State the number of lines in these records that include the string "connectapi", and say nothing more.

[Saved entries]
▶

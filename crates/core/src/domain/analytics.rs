use chrono::{DateTime, Utc};
use serde::{Deserialize, Serialize};

/// Purchase count for one calendar month (zero-based, January = 0).
#[derive(Clone, Copy, Debug, PartialEq, Eq, Serialize, Deserialize)]
pub struct MonthCount {
    pub month: u32,
    pub purchases: u32,
}

/// Monthly distribution of a product's purchases.
#[derive(Clone, Debug, Default, PartialEq, Eq, Serialize, Deserialize)]
pub struct SeasonalPattern {
    /// Top three months by purchase count.
    pub peak_months: Vec<MonthCount>,
    /// Number of distinct months with at least one purchase.
    pub total_months_active: u32,
}

/// Per-user, per-product purchase statistics.
///
/// Recomputed from the full item history on every analytics run and
/// upserted keyed by `(user_id, product_name)`.
#[derive(Clone, Debug, PartialEq, Serialize, Deserialize)]
pub struct ProductAnalytics {
    pub user_id: String,
    /// Lowercased product name, the aggregation key.
    pub product_name: String,
    pub category: String,
    pub total_purchases: u32,
    /// Mean quantity per purchase, rounded to 2 decimals.
    pub average_quantity: f64,
    pub last_purchased_at: Option<DateTime<Utc>>,
    /// Mean gap between consecutive purchases in days, rounded to 1
    /// decimal. None with fewer than two purchases.
    pub purchase_frequency_days: Option<f64>,
    pub seasonal_pattern: SeasonalPattern,
}
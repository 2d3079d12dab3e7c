use chrono::{DateTime, Utc};
use serde::{Deserialize, Serialize};

use crate::errors::DomainError;

/// One historical shopping-list item for a user.
///
/// This is the validated shape the aggregation operates on. Rows arriving
/// from storage are loosely typed; `validate` is applied at the ingestion
/// boundary so everything downstream can assume a well-formed record.
#[derive(Clone, Debug, PartialEq, Serialize, Deserialize)]
pub struct ItemRecord {
    pub name: String,
    pub category: String,
    pub quantity: u32,
    pub created_at: DateTime<Utc>,
    pub completed_at: Option<DateTime<Utc>>,
}

impl ItemRecord {
    pub fn validate(&self) -> Result<(), DomainError> {
        if self.name.trim().is_empty() {
            return Err(DomainError::InvalidItemRecord {
                reason: "item name must not be blank".to_owned(),
            });
        }
        if self.quantity == 0 {
            return Err(DomainError::InvalidItemRecord {
                reason: format!("item `{}` has zero quantity", self.name),
            });
        }
        Ok(())
    }
}
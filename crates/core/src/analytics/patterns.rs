use std::collections::HashMap;

use crate::domain::analytics::ProductAnalytics;
use crate::domain::pattern::{
    CategoryPatternData, PatternData, PatternType, ShoppingPattern, WeeklyPatternData,
};

use super::MAX_PATTERN_CATEGORIES;

/// Builds the two qualitative pattern rows (weekly frequency buckets and
/// category ranking) for one analytics run.
pub fn generate_patterns(user_id: &str, analytics: &[ProductAnalytics]) -> Vec<ShoppingPattern> {
    vec![weekly_pattern(user_id, analytics), category_pattern(user_id, analytics)]
}

fn weekly_pattern(user_id: &str, analytics: &[ProductAnalytics]) -> ShoppingPattern {
    let frequencies =
        analytics.iter().filter_map(|product| product.purchase_frequency_days);

    let mut data = WeeklyPatternData {
        total_products: analytics.len() as u32,
        ..WeeklyPatternData::default()
    };
    for frequency in frequencies {
        if frequency <= 14.0 {
            data.high_frequency_items += 1;
        } else if frequency <= 30.0 {
            data.medium_frequency_items += 1;
        } else {
            data.low_frequency_items += 1;
        }
    }

    let mut insights = Vec::new();
    if data.high_frequency_items > data.medium_frequency_items + data.low_frequency_items {
        insights.push(
            "אתה קונה הרבה פריטים בתדירות גבוהה - כדאי לשקול קניות בכמויות גדולות יותר"
                .to_string(),
        );
    }
    if data.low_frequency_items > data.high_frequency_items {
        insights.push(
            "רוב הקניות שלך הן פריטים שקונים לעיתים רחוקות - מצוין לתכנון מראש".to_string(),
        );
    }

    ShoppingPattern {
        user_id: user_id.to_string(),
        pattern_type: PatternType::Weekly,
        pattern_data: PatternData::Weekly(data),
        insights,
    }
}

fn category_pattern(user_id: &str, analytics: &[ProductAnalytics]) -> ShoppingPattern {
    let mut counts: HashMap<&str, u32> = HashMap::new();
    for product in analytics {
        *counts.entry(product.category.as_str()).or_insert(0) += 1;
    }

    let total_categories = counts.len() as u32;
    let mut ranked: Vec<(String, u32)> =
        counts.into_iter().map(|(category, count)| (category.to_string(), count)).collect();
    ranked.sort_by(|a, b| b.1.cmp(&a.1).then_with(|| a.0.cmp(&b.0)));
    ranked.truncate(MAX_PATTERN_CATEGORIES);

    let mut insights = Vec::new();
    if let Some((top_category, top_count)) = ranked.first() {
        insights.push(format!(
            "הקטגוריה הכי פופולרית שלך היא {top_category} עם {top_count} פריטים שונים"
        ));
    }
    if ranked.len() >= 3 {
        let top_three =
            ranked.iter().take(3).map(|(category, _)| category.as_str()).collect::<Vec<_>>();
        insights.push(format!("אתה קונה בעיקר מ-3 קטגוריות: {}", top_three.join(", ")));
    }

    ShoppingPattern {
        user_id: user_id.to_string(),
        pattern_type: PatternType::Category,
        pattern_data: PatternData::Category(CategoryPatternData {
            categories: ranked,
            total_categories,
        }),
        insights,
    }
}
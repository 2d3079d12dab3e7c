use std::sync::Arc;

use thiserror::Error;
use tracing::info;

use salit_core::config::{AppConfig, ConfigError, LoadOptions};
use salit_core::{JsonFileStore, Recommender, SystemClock};
use salit_db::repositories::{
    SqlItemHistoryRepository, SqlPatternRepository, SqlPredictionRepository,
    SqlProductAnalyticsRepository,
};
use salit_db::{connect, migrations, AnalyticsRunner, DbPool};

use crate::routes::AppState;

pub struct Application {
    pub config: AppConfig,
    pub db_pool: DbPool,
    pub state: AppState,
}

#[derive(Debug, Error)]
pub enum BootstrapError {
    #[error(transparent)]
    Config(#[from] ConfigError),
    #[error("database connection failed: {0}")]
    DatabaseConnect(#[source] sqlx::Error),
    #[error("database migration failed: {0}")]
    Migration(#[source] sqlx::migrate::MigrateError),
}

pub async fn bootstrap(options: LoadOptions) -> Result<Application, BootstrapError> {
    let config = AppConfig::load(options)?;
    bootstrap_with_config(config).await
}

pub async fn bootstrap_with_config(config: AppConfig) -> Result<Application, BootstrapError> {
    info!(event_name = "system.bootstrap.start", "starting application bootstrap");

    let db_pool = connect(&config.database).await.map_err(BootstrapError::DatabaseConnect)?;
    info!(event_name = "system.bootstrap.database_connected", "database connection established");

    migrations::run_pending(&db_pool).await.map_err(BootstrapError::Migration)?;
    info!(event_name = "system.bootstrap.migrations_applied", "database migrations applied");

    let clock = Arc::new(SystemClock);
    let runner = AnalyticsRunner::new(
        Arc::new(SqlItemHistoryRepository::new(db_pool.clone())),
        Arc::new(SqlProductAnalyticsRepository::new(db_pool.clone())),
        Arc::new(SqlPredictionRepository::new(db_pool.clone())),
        Arc::new(SqlPatternRepository::new(db_pool.clone())),
        clock.clone(),
    );

    let recommender = Recommender::new(
        Box::new(JsonFileStore::new(config.recommender.state_path.clone())),
        Box::new(SystemClock),
    );

    let state = AppState::new(
        runner,
        recommender,
        Arc::new(SqlPredictionRepository::new(db_pool.clone())),
    );

    Ok(Application { config, db_pool, state })
}
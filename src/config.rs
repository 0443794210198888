//! Run configuration resolved from the command line and environment.

use std::env;
use std::path::PathBuf;

use crate::activity_sync::MergeStrategy;

pub const TOKEN_DIR_ENV: &str = "GARMINTOKENS";
const DEFAULT_TOKEN_DIR: &str = "~/.garminconnect";

/// Which regional Garmin Connect deployment to talk to.
#[derive(Debug, Clone, Copy, PartialEq, Eq, Default, clap::ValueEnum)]
pub enum Domain {
    #[default]
    Com,
    Cn,
}

impl Domain {
    pub fn api_base(&self) -> &'static str {
        match self {
            Domain::Com => "https://connectapi.garmin.com",
            Domain::Cn => "https://connectapi.garmin.cn",
        }
    }

    pub fn token_url(&self) -> String {
        format!("{}/oauth-service/oauth/token", self.api_base())
    }
}

/// Base URLs of one Garmin Connect deployment.
#[derive(Debug, Clone, PartialEq, Eq)]
pub struct Endpoints {
    pub api_base: String,
    pub token_url: String,
}

impl From<Domain> for Endpoints {
    fn from(domain: Domain) -> Self {
        Self {
            api_base: domain.api_base().to_string(),
            token_url: domain.token_url(),
        }
    }
}

#[derive(Debug, Clone)]
pub struct Config {
    pub username: String,
    pub password: String,
    /// Page size of the single activity list request.
    pub count: u32,
    pub output: PathBuf,
    pub strategy: MergeStrategy,
    pub endpoints: Endpoints,
    pub only_running: bool,
    pub token_dir: PathBuf,
}

impl Config {
    /// Upstream category filter for the list call, if any.
    pub fn activity_filter(&self) -> Option<&'static str> {
        self.only_running.then_some("running")
    }
}

/// Token cache location: `$GARMINTOKENS` or `~/.garminconnect`, with `~` expanded.
pub fn token_dir_from_env() -> PathBuf {
    let raw = env::var(TOKEN_DIR_ENV).unwrap_or_else(|_| DEFAULT_TOKEN_DIR.to_string());
    expand_home(&raw, env::var("HOME").ok().as_deref())
}

pub fn expand_home(path: &str, home: Option<&str>) -> PathBuf {
    match (path.strip_prefix('~'), home) {
        (Some(rest), Some(home)) if rest.is_empty() || rest.starts_with('/') => {
            PathBuf::from(format!("{home}{rest}"))
        }
        _ => PathBuf::from(path),
    }
}

#[cfg(test)]
mod tests {
    use super::*;

    #[test]
    fn test_expand_home() {
        assert_eq!(
            expand_home("~/.garminconnect", Some("/home/me")),
            PathBuf::from("/home/me/.garminconnect")
        );
        assert_eq!(expand_home("~", Some("/home/me")), PathBuf::from("/home/me"));
        assert_eq!(expand_home("/tmp/tokens", Some("/home/me")), PathBuf::from("/tmp/tokens"));
        // ~user forms are left alone
        assert_eq!(expand_home("~bob/x", Some("/home/me")), PathBuf::from("~bob/x"));
        assert_eq!(expand_home("~/x", None), PathBuf::from("~/x"));
    }

    #[test]
    fn test_domain_endpoints() {
        assert_eq!(Domain::Cn.api_base(), "https://connectapi.garmin.cn");
        assert!(Domain::Com.token_url().starts_with("https://connectapi.garmin.com/"));

        let endpoints = Endpoints::from(Domain::Cn);
        assert_eq!(endpoints.api_base, "https://connectapi.garmin.cn");
        assert_eq!(
            endpoints.token_url,
            "https://connectapi.garmin.cn/oauth-service/oauth/token"
        );
    }
}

◀

*Solution to the problem*: 6